Top of DATA

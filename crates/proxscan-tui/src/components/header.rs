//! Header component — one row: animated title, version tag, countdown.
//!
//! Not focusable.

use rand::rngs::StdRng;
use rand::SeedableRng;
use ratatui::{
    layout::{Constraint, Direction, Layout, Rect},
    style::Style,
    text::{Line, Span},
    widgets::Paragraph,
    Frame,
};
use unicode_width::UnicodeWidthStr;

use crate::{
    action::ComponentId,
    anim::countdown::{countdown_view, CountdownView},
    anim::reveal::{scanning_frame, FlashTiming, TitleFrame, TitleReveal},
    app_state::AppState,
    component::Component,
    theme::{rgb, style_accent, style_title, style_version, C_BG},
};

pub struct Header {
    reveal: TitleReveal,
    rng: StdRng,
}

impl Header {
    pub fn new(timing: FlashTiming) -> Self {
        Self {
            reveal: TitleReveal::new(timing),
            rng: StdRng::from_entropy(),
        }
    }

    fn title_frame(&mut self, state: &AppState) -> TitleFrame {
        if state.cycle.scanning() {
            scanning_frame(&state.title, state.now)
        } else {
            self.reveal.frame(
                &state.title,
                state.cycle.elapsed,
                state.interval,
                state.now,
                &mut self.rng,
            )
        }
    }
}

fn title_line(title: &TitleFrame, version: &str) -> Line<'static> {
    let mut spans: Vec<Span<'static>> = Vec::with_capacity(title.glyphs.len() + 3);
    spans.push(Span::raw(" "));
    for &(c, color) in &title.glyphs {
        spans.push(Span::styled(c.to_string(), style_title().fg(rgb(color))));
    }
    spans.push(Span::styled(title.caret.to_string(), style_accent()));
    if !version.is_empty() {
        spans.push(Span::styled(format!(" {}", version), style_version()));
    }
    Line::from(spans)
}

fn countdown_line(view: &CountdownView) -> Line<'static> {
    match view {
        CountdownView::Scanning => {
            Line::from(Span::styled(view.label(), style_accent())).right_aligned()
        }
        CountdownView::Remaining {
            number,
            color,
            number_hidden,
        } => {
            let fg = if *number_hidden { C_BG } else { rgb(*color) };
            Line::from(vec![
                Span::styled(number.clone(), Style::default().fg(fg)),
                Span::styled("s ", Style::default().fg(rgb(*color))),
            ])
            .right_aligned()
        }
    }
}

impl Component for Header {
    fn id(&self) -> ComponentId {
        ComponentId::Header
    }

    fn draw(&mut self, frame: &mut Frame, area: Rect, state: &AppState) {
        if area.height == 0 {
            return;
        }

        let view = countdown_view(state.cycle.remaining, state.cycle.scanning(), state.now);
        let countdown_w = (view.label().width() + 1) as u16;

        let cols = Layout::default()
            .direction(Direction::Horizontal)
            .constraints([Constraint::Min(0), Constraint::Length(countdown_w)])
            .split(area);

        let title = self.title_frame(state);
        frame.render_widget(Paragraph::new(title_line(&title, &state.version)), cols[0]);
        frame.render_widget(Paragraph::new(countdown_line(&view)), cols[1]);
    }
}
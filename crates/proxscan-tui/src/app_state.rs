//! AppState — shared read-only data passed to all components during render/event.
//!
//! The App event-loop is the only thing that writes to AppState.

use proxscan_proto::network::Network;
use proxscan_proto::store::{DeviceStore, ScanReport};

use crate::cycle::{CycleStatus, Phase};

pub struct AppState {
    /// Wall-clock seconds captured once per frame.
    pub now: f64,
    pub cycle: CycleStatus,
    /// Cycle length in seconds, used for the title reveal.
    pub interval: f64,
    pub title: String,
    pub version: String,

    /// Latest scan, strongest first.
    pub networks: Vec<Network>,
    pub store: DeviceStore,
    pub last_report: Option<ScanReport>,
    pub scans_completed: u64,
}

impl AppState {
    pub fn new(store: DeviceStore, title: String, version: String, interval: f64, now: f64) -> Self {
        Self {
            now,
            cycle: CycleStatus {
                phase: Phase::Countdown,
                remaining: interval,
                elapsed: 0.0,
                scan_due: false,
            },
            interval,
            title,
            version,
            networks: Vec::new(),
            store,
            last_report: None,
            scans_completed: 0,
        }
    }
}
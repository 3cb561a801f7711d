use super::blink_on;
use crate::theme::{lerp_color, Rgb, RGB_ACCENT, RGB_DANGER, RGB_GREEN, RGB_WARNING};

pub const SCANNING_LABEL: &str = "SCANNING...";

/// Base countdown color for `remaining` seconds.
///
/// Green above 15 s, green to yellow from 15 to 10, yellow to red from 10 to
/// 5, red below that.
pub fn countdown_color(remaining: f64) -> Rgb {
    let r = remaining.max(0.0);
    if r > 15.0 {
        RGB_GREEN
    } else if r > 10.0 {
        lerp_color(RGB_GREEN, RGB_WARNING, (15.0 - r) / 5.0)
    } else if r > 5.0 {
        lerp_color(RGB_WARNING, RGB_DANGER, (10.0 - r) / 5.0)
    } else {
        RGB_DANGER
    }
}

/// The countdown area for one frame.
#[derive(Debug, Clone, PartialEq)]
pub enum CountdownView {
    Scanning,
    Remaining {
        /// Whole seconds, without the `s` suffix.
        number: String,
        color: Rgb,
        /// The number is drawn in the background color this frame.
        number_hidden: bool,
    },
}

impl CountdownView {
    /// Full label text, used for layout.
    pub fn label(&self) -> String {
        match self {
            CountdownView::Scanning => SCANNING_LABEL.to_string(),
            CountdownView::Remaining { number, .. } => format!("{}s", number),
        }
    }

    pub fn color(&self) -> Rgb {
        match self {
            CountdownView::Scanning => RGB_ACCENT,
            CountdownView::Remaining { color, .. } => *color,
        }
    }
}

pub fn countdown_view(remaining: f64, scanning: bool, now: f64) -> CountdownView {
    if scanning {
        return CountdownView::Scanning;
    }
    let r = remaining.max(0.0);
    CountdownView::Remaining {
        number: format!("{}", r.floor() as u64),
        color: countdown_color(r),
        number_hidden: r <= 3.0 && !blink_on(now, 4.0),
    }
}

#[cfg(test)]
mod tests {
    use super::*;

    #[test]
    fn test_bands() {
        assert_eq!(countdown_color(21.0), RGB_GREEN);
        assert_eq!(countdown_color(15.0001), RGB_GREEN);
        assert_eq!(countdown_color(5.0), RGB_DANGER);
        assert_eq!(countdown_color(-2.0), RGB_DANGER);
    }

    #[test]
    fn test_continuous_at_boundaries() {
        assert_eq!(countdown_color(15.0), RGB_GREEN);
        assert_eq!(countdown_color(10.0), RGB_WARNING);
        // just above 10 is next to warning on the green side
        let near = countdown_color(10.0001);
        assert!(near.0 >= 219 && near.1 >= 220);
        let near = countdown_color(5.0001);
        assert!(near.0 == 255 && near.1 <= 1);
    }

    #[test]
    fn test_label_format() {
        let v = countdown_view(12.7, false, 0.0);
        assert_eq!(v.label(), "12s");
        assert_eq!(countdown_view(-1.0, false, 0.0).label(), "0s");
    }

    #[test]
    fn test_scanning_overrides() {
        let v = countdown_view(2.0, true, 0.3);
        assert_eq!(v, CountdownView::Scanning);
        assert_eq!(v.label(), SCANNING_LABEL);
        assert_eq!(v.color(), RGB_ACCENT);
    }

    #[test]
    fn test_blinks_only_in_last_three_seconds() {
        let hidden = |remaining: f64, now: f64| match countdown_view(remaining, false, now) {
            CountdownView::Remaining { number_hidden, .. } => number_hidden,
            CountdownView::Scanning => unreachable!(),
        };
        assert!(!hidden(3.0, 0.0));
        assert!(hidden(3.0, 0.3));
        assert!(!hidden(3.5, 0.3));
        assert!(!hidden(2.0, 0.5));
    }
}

Bottom of DATA

**TASK GOAL:** Report the number of lines of the listing above that hold the string "Constraint", with no other text.

**EXPECTED ANSWER:** 2